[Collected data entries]
+ + + + +

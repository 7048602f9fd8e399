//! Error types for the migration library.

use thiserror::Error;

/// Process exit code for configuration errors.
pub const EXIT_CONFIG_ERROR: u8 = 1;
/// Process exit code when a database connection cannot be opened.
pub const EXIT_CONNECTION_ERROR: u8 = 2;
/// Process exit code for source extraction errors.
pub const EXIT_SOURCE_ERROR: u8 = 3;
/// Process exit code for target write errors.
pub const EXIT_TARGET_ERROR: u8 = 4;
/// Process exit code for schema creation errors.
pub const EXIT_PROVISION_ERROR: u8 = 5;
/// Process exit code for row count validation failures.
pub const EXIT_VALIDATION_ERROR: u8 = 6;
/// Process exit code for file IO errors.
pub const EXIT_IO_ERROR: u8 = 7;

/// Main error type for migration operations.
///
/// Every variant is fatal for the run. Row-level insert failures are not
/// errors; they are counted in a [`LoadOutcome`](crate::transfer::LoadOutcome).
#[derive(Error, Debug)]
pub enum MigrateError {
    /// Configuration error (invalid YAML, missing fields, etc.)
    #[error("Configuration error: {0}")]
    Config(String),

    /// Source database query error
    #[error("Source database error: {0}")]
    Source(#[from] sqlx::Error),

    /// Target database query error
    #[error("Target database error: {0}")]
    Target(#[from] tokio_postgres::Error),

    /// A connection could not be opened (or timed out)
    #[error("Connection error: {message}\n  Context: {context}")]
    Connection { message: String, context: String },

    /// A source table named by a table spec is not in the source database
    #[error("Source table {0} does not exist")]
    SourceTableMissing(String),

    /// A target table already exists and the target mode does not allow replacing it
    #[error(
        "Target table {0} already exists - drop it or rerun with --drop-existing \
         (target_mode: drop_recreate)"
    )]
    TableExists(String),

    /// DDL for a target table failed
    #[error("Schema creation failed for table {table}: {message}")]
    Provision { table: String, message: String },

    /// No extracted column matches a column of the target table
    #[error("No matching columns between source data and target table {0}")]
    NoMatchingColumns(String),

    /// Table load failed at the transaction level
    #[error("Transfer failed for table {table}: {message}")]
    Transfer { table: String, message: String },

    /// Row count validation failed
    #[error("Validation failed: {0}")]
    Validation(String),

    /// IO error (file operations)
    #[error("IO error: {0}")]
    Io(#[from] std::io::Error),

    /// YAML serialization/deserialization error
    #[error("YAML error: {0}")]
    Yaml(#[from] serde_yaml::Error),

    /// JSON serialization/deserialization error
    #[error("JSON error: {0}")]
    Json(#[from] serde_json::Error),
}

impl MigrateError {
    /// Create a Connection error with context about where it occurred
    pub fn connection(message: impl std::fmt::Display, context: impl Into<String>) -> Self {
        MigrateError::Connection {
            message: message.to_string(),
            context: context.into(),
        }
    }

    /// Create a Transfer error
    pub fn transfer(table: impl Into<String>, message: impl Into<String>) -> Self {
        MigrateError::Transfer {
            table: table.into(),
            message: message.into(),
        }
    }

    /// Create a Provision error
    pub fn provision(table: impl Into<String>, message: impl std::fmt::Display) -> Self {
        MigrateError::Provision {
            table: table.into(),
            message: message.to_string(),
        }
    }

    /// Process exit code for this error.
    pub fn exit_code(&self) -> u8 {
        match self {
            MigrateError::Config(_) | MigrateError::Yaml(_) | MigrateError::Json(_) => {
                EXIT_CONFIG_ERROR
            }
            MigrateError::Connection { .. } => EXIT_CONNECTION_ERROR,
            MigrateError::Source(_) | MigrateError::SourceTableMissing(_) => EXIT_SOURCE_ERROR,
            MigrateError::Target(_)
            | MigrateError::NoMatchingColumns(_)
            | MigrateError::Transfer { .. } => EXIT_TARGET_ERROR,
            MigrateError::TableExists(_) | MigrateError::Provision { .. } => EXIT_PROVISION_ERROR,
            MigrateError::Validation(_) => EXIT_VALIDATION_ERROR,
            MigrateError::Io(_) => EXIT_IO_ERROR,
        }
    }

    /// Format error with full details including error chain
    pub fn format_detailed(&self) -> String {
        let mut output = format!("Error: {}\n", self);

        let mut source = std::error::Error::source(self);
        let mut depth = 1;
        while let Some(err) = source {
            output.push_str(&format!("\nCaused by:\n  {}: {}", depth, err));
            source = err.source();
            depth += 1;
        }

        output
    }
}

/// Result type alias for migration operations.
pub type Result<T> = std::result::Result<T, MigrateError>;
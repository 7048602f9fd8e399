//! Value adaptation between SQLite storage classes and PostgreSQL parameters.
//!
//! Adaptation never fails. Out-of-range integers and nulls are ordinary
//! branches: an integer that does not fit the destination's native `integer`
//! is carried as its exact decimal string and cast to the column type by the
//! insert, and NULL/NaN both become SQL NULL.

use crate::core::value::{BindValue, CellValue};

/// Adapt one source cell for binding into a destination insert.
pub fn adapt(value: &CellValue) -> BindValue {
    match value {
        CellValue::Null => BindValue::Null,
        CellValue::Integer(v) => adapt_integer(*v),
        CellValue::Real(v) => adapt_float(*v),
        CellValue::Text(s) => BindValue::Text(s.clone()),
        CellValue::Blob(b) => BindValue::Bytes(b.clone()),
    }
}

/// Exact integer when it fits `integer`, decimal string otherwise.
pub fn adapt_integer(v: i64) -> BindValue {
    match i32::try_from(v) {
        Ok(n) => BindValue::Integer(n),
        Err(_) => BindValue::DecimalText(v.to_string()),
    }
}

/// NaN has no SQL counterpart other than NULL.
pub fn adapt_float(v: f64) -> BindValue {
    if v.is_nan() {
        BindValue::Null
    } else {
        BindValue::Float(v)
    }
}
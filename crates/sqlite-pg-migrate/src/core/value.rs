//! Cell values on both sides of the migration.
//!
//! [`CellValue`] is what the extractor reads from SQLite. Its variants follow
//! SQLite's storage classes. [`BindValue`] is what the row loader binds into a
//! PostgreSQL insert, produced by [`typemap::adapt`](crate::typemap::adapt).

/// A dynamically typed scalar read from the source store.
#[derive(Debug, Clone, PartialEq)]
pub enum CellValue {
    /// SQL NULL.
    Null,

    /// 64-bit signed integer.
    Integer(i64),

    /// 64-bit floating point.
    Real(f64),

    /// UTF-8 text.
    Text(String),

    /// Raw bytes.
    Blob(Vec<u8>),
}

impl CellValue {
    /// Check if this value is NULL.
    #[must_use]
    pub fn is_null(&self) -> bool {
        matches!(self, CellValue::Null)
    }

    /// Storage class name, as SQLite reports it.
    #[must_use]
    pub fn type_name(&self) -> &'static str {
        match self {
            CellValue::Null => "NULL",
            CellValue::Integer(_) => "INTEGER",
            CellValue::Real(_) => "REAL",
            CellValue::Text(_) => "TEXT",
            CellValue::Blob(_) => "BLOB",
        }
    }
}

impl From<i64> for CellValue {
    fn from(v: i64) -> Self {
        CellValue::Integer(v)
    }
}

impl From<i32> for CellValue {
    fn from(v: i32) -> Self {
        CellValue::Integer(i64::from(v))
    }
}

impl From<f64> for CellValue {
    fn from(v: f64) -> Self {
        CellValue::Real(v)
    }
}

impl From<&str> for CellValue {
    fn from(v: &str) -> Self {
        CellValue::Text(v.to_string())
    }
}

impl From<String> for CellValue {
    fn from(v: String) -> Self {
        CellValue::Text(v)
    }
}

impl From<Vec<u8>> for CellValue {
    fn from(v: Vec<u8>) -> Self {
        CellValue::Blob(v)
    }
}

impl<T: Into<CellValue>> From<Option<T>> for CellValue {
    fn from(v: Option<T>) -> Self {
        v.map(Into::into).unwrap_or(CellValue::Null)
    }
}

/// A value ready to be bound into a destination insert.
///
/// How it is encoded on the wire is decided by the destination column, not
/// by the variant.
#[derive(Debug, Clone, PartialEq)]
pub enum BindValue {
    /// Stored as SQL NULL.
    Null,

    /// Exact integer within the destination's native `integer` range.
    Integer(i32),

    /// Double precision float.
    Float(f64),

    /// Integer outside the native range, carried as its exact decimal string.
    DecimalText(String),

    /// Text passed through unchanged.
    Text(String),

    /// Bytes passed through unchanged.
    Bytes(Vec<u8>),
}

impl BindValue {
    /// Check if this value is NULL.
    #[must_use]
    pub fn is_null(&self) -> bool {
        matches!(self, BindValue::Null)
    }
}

+ + + + +

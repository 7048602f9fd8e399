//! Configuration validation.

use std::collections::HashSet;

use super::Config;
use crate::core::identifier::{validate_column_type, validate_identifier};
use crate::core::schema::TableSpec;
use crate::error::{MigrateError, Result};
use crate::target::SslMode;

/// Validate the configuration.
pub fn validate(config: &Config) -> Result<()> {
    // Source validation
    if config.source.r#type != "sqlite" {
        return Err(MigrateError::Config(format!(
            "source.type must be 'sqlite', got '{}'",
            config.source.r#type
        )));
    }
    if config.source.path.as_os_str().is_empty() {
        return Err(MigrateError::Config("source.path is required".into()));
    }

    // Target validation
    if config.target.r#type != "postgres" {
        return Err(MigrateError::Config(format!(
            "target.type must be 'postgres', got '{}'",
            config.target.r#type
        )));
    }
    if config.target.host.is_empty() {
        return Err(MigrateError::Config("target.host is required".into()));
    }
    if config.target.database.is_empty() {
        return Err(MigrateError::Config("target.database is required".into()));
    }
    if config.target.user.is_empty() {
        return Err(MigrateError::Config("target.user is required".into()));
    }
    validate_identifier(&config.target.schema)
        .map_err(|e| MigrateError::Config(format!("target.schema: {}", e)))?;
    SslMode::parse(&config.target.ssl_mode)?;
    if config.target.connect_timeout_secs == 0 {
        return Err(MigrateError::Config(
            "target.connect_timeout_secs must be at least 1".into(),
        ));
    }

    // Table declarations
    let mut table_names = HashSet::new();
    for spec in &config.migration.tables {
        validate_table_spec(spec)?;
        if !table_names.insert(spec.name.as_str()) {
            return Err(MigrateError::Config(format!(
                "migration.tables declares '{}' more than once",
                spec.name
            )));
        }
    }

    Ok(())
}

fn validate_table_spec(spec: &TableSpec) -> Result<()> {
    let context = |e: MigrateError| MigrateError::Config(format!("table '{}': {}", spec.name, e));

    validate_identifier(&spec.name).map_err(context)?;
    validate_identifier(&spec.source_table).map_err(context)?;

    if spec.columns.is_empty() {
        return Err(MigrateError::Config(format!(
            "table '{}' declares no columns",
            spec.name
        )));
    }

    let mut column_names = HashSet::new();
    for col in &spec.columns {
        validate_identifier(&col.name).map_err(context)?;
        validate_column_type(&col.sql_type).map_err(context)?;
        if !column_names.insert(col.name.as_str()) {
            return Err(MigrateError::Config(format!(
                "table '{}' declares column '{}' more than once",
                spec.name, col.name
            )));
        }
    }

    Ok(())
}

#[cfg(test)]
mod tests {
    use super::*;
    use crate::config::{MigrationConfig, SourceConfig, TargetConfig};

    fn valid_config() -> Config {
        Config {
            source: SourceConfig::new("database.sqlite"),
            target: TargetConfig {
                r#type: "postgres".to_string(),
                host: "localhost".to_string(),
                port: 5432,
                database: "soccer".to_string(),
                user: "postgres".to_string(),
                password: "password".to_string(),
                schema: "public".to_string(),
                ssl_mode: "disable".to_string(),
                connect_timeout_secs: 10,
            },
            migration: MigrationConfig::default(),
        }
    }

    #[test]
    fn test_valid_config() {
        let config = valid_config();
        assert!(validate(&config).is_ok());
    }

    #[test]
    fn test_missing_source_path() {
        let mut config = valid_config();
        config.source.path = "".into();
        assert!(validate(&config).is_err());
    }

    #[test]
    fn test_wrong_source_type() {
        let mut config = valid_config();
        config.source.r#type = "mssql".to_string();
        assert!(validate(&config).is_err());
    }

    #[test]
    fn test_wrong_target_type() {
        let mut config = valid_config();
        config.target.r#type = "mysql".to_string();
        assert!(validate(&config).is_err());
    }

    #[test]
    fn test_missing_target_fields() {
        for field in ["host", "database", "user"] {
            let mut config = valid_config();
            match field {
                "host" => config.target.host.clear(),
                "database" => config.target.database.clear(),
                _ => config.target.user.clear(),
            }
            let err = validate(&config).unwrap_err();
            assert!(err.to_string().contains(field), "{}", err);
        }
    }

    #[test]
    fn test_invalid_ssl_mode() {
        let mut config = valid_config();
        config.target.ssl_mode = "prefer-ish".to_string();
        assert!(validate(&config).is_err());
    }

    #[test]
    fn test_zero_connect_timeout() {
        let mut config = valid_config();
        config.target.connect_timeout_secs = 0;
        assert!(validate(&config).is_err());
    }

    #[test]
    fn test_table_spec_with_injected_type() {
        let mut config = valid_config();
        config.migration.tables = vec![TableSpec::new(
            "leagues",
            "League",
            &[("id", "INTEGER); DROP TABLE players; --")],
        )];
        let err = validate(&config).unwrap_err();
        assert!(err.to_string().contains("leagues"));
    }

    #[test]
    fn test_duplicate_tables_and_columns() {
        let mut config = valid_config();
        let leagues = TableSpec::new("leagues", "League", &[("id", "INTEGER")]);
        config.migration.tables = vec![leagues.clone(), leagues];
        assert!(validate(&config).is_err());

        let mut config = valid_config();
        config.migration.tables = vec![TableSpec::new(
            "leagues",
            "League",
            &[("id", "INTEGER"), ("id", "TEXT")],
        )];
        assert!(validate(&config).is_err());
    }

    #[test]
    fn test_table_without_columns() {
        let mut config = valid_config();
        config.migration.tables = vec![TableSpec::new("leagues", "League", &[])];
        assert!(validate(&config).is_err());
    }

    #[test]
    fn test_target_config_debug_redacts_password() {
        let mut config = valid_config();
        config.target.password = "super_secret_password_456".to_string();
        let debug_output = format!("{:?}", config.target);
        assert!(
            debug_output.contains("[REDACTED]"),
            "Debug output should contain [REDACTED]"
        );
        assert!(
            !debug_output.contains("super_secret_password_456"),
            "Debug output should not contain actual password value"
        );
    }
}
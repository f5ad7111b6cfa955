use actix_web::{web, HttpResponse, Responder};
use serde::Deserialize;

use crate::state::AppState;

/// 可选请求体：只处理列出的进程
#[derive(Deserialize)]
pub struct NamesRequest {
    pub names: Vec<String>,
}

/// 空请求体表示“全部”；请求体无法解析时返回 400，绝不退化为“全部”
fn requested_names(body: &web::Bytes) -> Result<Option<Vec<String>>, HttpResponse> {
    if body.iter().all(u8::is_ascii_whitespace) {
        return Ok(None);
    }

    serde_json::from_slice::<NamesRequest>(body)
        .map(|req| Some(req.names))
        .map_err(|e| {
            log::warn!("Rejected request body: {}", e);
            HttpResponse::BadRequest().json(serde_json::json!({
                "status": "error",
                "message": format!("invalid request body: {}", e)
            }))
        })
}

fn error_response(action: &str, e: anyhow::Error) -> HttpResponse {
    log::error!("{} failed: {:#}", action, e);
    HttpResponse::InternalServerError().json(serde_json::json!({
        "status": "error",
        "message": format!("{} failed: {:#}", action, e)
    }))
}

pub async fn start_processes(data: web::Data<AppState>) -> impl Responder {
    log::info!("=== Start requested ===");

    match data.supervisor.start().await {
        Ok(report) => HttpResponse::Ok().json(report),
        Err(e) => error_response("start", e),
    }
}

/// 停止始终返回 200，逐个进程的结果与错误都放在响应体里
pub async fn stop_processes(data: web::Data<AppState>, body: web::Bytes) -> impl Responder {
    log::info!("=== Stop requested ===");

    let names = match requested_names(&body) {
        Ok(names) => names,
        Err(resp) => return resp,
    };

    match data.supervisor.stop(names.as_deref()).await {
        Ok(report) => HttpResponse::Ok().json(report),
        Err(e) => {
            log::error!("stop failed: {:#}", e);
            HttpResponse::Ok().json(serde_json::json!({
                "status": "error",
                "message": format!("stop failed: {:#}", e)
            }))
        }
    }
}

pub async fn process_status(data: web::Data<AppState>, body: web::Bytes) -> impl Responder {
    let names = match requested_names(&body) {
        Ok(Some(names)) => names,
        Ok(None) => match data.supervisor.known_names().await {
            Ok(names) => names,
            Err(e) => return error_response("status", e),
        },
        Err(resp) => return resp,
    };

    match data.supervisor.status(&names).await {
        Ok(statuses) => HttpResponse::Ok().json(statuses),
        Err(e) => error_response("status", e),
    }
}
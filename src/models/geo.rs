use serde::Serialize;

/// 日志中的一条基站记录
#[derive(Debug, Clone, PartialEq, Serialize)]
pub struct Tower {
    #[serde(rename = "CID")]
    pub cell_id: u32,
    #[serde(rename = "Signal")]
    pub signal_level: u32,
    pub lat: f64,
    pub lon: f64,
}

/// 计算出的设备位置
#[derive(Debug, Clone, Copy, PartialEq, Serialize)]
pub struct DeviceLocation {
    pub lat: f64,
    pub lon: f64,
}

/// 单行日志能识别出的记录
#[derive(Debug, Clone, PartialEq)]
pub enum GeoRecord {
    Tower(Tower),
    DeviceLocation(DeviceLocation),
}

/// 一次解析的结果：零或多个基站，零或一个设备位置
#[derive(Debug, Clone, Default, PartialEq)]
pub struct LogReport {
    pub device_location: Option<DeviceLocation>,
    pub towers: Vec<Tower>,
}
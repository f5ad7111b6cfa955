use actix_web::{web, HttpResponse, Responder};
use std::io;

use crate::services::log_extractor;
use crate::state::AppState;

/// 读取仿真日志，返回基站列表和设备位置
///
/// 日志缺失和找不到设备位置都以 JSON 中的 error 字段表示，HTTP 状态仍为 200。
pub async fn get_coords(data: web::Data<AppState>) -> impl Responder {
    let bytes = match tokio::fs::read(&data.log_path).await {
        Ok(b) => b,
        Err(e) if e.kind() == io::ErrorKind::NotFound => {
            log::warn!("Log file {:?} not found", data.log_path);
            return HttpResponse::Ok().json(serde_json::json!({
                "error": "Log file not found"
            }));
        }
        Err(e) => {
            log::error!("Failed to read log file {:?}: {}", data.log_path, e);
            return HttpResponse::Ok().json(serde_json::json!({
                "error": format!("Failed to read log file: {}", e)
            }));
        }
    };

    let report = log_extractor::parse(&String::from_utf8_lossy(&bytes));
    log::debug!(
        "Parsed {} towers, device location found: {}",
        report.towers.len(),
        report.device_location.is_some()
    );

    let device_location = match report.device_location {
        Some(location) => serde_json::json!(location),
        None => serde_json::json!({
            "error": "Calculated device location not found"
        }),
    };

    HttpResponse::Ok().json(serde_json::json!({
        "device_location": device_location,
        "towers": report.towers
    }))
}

+ + + + +

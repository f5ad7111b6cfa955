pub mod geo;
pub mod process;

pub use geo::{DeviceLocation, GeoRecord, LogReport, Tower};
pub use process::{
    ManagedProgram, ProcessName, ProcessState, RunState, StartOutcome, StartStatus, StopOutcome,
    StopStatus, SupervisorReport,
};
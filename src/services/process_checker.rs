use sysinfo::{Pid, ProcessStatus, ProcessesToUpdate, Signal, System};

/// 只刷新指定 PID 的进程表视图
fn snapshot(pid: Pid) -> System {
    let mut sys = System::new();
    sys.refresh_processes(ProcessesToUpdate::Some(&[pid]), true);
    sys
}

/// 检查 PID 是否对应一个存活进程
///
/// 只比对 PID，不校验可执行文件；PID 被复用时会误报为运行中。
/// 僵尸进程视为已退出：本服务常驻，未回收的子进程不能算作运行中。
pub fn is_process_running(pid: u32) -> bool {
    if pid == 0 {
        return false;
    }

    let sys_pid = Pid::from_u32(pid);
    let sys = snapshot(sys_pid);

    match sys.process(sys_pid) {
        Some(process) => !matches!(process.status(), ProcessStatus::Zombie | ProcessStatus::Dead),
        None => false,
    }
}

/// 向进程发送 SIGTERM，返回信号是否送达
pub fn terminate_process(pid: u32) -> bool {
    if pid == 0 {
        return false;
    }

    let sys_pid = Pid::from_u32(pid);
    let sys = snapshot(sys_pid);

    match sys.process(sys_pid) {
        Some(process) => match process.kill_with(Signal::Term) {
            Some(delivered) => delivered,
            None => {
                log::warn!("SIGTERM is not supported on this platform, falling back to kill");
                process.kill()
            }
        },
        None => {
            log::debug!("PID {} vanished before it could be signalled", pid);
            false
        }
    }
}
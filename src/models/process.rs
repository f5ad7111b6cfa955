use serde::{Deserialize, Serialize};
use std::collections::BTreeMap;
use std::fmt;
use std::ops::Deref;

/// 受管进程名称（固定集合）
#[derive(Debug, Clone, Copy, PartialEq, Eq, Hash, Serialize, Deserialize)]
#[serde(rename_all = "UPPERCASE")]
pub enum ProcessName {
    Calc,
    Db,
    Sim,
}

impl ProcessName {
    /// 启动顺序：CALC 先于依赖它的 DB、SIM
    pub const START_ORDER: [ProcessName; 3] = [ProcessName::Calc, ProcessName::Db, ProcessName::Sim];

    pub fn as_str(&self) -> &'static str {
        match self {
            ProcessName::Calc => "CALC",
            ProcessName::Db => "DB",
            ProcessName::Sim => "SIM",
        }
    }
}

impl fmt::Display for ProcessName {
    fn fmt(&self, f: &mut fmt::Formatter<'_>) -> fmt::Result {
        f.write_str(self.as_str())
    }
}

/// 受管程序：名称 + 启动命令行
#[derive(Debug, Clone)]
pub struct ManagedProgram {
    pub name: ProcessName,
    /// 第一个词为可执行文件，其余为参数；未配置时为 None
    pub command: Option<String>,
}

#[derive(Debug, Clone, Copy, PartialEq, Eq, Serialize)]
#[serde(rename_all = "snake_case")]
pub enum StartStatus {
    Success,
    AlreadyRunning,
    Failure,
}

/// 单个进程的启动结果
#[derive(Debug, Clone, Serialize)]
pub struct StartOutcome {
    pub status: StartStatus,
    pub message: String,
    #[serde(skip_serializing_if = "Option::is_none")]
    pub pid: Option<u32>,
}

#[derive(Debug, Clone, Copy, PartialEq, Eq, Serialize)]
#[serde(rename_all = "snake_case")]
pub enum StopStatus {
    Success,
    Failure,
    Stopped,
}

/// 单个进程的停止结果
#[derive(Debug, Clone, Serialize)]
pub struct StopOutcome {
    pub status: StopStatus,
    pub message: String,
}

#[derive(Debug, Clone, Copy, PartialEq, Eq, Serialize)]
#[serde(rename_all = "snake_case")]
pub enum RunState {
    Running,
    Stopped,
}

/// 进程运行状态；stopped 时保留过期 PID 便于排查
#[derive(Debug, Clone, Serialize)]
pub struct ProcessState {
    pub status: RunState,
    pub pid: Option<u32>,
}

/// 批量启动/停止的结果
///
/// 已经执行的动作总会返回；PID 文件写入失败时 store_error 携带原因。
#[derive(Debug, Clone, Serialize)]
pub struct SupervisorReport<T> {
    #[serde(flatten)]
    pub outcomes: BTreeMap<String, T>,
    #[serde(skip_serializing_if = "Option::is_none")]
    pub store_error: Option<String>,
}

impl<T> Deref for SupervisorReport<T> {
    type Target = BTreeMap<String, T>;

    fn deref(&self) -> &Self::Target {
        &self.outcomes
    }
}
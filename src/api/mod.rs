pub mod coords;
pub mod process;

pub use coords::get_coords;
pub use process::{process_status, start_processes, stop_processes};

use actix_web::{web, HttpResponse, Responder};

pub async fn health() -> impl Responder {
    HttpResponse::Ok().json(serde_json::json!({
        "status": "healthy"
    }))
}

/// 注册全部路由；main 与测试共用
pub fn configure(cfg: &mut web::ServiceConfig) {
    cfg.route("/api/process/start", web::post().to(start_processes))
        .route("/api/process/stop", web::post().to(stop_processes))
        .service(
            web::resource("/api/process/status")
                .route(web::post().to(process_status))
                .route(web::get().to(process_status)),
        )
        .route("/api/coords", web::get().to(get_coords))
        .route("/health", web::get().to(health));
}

+ + + + +

## TASK ITEM
For every line in the data above that has the string "through", return that line.

## WRITTEN RESPONSE
    /// Text passed through unchanged.
    /// Bytes passed through unchanged.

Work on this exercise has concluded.